The city of the '49ers
With the
discovery of gold, San Francisco picked up pace and direction. The modest
village was at first almost deserted as its population scrambled inland to the
Mother Lode, and then it exploded into one of the most extraordinary cities
ever constructed. Some 40,000 gold hunters arrived by sea, another 30,000
plodded across the Great Basin, and still another 9,000 moved north from
Mexico. By 1851 more than 800 ships rode at anchor in the cove, deserted by
their crews.
Everybody
except the miners got rich. Eggs sold for one dollar apiece, and downtown real
estate claimed prices that would almost hold their own against modern-day
appreciated values.
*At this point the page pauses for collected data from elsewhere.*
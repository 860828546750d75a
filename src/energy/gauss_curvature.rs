//! Curvature regularization of a deformable surface.
//!
//! [`GaussCurvatureConstraint`] penalizes the mean absolute Gauss curvature
//! and pulls points with large curvature towards their neighbors. The force
//! on a point is a unit spring direction scaled by a membership weight:
//!
//! ```text
//! m = smf(|K|, 0, 0.2) × { 1 − smf(−H, 0, 0.5)   if H < 0
//!                         { smf(H, 0, 1)          otherwise
//! ```
//!
//! so the force vanishes where the surface is flat and reaches full strength
//! once `|K| ≥ 0.2`. For saddle points (`K < 0`) only neighbors on the
//! outward side of the tangent plane pull.
//!
//! The Gauss and mean curvature arrays are shared: any number of instances
//! reuse the same arrays, and they are only recomputed (then smoothed twice)
//! when older than the mesh geometry.

use nalgebra::{Point3, Vector3};
use rayon::prelude::*;

use super::{add_weighted_gradient, is_stale, store_field, EnergyTerm};
use crate::algo::curvature::{compute_curvature, CurvatureKinds, GAUSS_CURVATURE, MEAN_CURVATURE};
use crate::algo::smooth::smooth_scalars;
use crate::error::{Result, SculptError};
use crate::mesh::{FieldSpec, SurfaceMesh};

/// Smoothing passes applied to freshly computed curvature.
const SMOOTHING_ITERATIONS: usize = 2;

/// S-shaped membership function.
///
/// `0` for `x ≤ a`, `1` for `x ≥ b`, a quadratic ease-in up to the midpoint
/// `(a + b) / 2` and a quadratic ease-out after it.
///
/// # Example
///
/// ```
/// use sculpt::energy::s_shaped_membership;
///
/// assert_eq!(s_shaped_membership(-1.0, 0.0, 1.0), 0.0);
/// assert_eq!(s_shaped_membership(0.5, 0.0, 1.0), 0.5);
/// assert_eq!(s_shaped_membership(2.0, 0.0, 1.0), 1.0);
/// ```
pub fn s_shaped_membership(x: f64, a: f64, b: f64) -> f64 {
    if x <= a {
        0.0
    } else if x >= b {
        1.0
    } else if x <= 0.5 * (a + b) {
        let t = (x - a) / (b - a);
        2.0 * t * t
    } else {
        let t = (x - b) / (b - a);
        1.0 - 2.0 * t * t
    }
}

/// Force magnitude for a point with Gauss curvature `gauss` and mean
/// curvature `mean`.
pub fn curvature_membership(gauss: f64, mean: f64) -> f64 {
    let m = s_shaped_membership(gauss.abs(), 0.0, 0.2);
    if mean < 0.0 {
        m * (1.0 - s_shaped_membership(-mean, 0.0, 0.5))
    } else {
        m * s_shaped_membership(mean, 0.0, 1.0)
    }
}

/// Unit spring direction from `center` towards its neighbors.
///
/// With negative Gauss curvature only offsets with a positive component
/// along `normal` are summed. The sum is divided by the total neighbor count
/// before normalization; a zero sum yields the zero vector.
pub fn spring_direction<'a, I>(
    center: &Point3<f64>,
    normal: &Vector3<f64>,
    gauss: f64,
    neighbors: I,
) -> Vector3<f64>
where
    I: ExactSizeIterator<Item = &'a Point3<f64>>,
{
    let count = neighbors.len();
    if count == 0 {
        return Vector3::zeros();
    }
    let sum: Vector3<f64> = neighbors
        .map(|p| p - center)
        .filter(|d| gauss >= 0.0 || d.dot(normal) > 0.0)
        .sum();
    (sum / count as f64)
        .try_normalize(0.0)
        .unwrap_or_else(Vector3::zeros)
}

/// Gauss curvature regularization term.
///
/// # Example
///
/// ```
/// use sculpt::energy::{EnergyTerm, GaussCurvatureConstraint};
/// use sculpt::mesh::SurfaceMesh;
/// use nalgebra::Point3;
///
/// let points = vec![
///     Point3::new(0.0, 0.0, 0.0),
///     Point3::new(1.0, 0.0, 0.0),
///     Point3::new(0.0, 1.0, 0.0),
/// ];
/// let mut mesh = SurfaceMesh::from_triangles(points, vec![[0, 1, 2]]).unwrap();
///
/// let mut term = GaussCurvatureConstraint::new("curvature", 1.0);
/// term.initialize(&mut mesh).unwrap();
/// term.update(&mut mesh, true);
/// assert_eq!(term.evaluate(&mesh), 0.0);
/// ```
#[derive(Debug, Clone)]
pub struct GaussCurvatureConstraint {
    name: String,
    weight: f64,
    gauss: FieldSpec,
    mean: FieldSpec,
    forces: Vec<Vector3<f64>>,
}

impl GaussCurvatureConstraint {
    /// Create a term with the given instance name and weight.
    pub fn new(name: impl Into<String>, weight: f64) -> Self {
        Self {
            name: name.into(),
            weight,
            gauss: FieldSpec::shared(GAUSS_CURVATURE),
            mean: FieldSpec::shared(MEAN_CURVATURE),
            forces: Vec::new(),
        }
    }

    /// Per-point contribution of the last gradient evaluation, before scaling.
    pub fn forces(&self) -> &[Vector3<f64>] {
        &self.forces
    }

    fn stale_kinds(&self, mesh: &SurfaceMesh) -> CurvatureKinds {
        CurvatureKinds {
            gauss: is_stale(mesh, &self.name, &self.gauss),
            mean: is_stale(mesh, &self.name, &self.mean),
        }
    }

    fn refresh(&self, mesh: &mut SurfaceMesh, kinds: CurvatureKinds) -> Result<()> {
        let curvatures = compute_curvature(mesh, kinds);
        if let Some(gauss) = curvatures.gauss {
            let smoothed = smooth_scalars(mesh.edges(), &gauss, SMOOTHING_ITERATIONS);
            store_field(mesh, &self.name, &self.gauss, smoothed)?;
        }
        if let Some(mean) = curvatures.mean {
            let smoothed = smooth_scalars(mesh.edges(), &mean, SMOOTHING_ITERATIONS);
            store_field(mesh, &self.name, &self.mean, smoothed)?;
        }
        Ok(())
    }
}

impl EnergyTerm for GaussCurvatureConstraint {
    fn name(&self) -> &str {
        &self.name
    }

    fn weight(&self) -> f64 {
        self.weight
    }

    fn set_weight(&mut self, weight: f64) {
        self.weight = weight;
    }

    fn initialize(&mut self, mesh: &mut SurfaceMesh) -> Result<()> {
        let n = mesh.num_points();
        if n > 0 && mesh.num_faces() == 0 {
            return Err(SculptError::IncompatibleModel {
                term: self.name.clone(),
                reason: "curvature requires a triangulated surface",
            });
        }
        mesh.point_data_mut().declare(&self.name, &self.gauss, n)?;
        mesh.point_data_mut().declare(&self.name, &self.mean, n)?;
        self.forces.clear();
        self.forces.resize(n, Vector3::zeros());
        Ok(())
    }

    fn update(&mut self, mesh: &mut SurfaceMesh, _gradient: bool) {
        if mesh.num_points() == 0 {
            return;
        }
        let kinds = self.stale_kinds(mesh);
        if kinds.is_empty() {
            return;
        }
        log::debug!(
            "{}: recomputing curvature (gauss: {}, mean: {})",
            self.name,
            kinds.gauss,
            kinds.mean
        );
        if let Err(err) = self.refresh(mesh, kinds) {
            log::warn!("{}: failed to store curvature: {}", self.name, err);
        }
    }

    fn evaluate(&self, mesh: &SurfaceMesh) -> f64 {
        let n = mesh.num_points();
        if n == 0 {
            return 0.0;
        }
        let Some(gauss) = mesh.point_data().values(&self.gauss.key(&self.name)) else {
            return 0.0;
        };
        gauss.par_iter().map(|k| k.abs()).sum::<f64>() / n as f64
    }

    fn evaluate_gradient(&mut self, mesh: &SurfaceMesh, gradient: &mut [f64], step: f64, weight: f64) {
        let n = mesh.num_points();
        if n == 0 {
            return;
        }
        self.forces.clear();
        self.forces.resize(n, Vector3::zeros());

        let data = mesh.point_data();
        let (Some(gauss), Some(mean)) = (
            data.values(&self.gauss.key(&self.name)),
            data.values(&self.mean.key(&self.name)),
        ) else {
            log::warn!("{}: curvature not available, no force", self.name);
            return;
        };
        if gauss.len() != n || mean.len() != n {
            log::warn!("{}: curvature out of date, no force", self.name);
            return;
        }
        if !mesh.has_current_normals() {
            log::warn!("{}: surface normals not computed, no force", self.name);
            return;
        }

        let normals = mesh.normals();
        let status = mesh.status();
        self.forces.par_iter_mut().enumerate().for_each(|(i, force)| {
            if status.is_some_and(|s| s[i] == 0.0) {
                return;
            }
            let adjacent = mesh.neighbors(i);
            if adjacent.is_empty() {
                return;
            }
            let m = curvature_membership(gauss[i], mean[i]);
            let direction = spring_direction(
                mesh.position(i),
                &normals[i],
                gauss[i],
                adjacent.iter().map(|&j| mesh.position(j)),
            );
            *force = -m * direction;
        });

        add_weighted_gradient(gradient, &self.forces, step * weight / n as f64);
    }
}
Until the bubble burst in the panic of 1857, 50,000 San Franciscans
became rich and went bankrupt, cheated and swindled one another, and took to
violence all too readily. As The Sacramento Union noted in 1856, there had been
“some fourteen hundred murders in San Francisco in six years, and only three of
the murderers hung, and one of these was a friendless Mexican.” Two vigilance
committees in the 1850s responded to the challenge with crude and extralegal
justice, hanging eight men as an example to the others.
In 1859
silver was discovered in the Nevada Territory. The exploitation in Nevada of the
Comstock Lode, which eventually yielded some $300 million, turned San Francisco
from a frontier boomtown into a metropolis whose leading citizens were bankers,
speculators, and lawyers, all of whom ate and drank in splendid restaurants and
great hotels. By 1870 San Francisco boasted a population of nearly 150,000.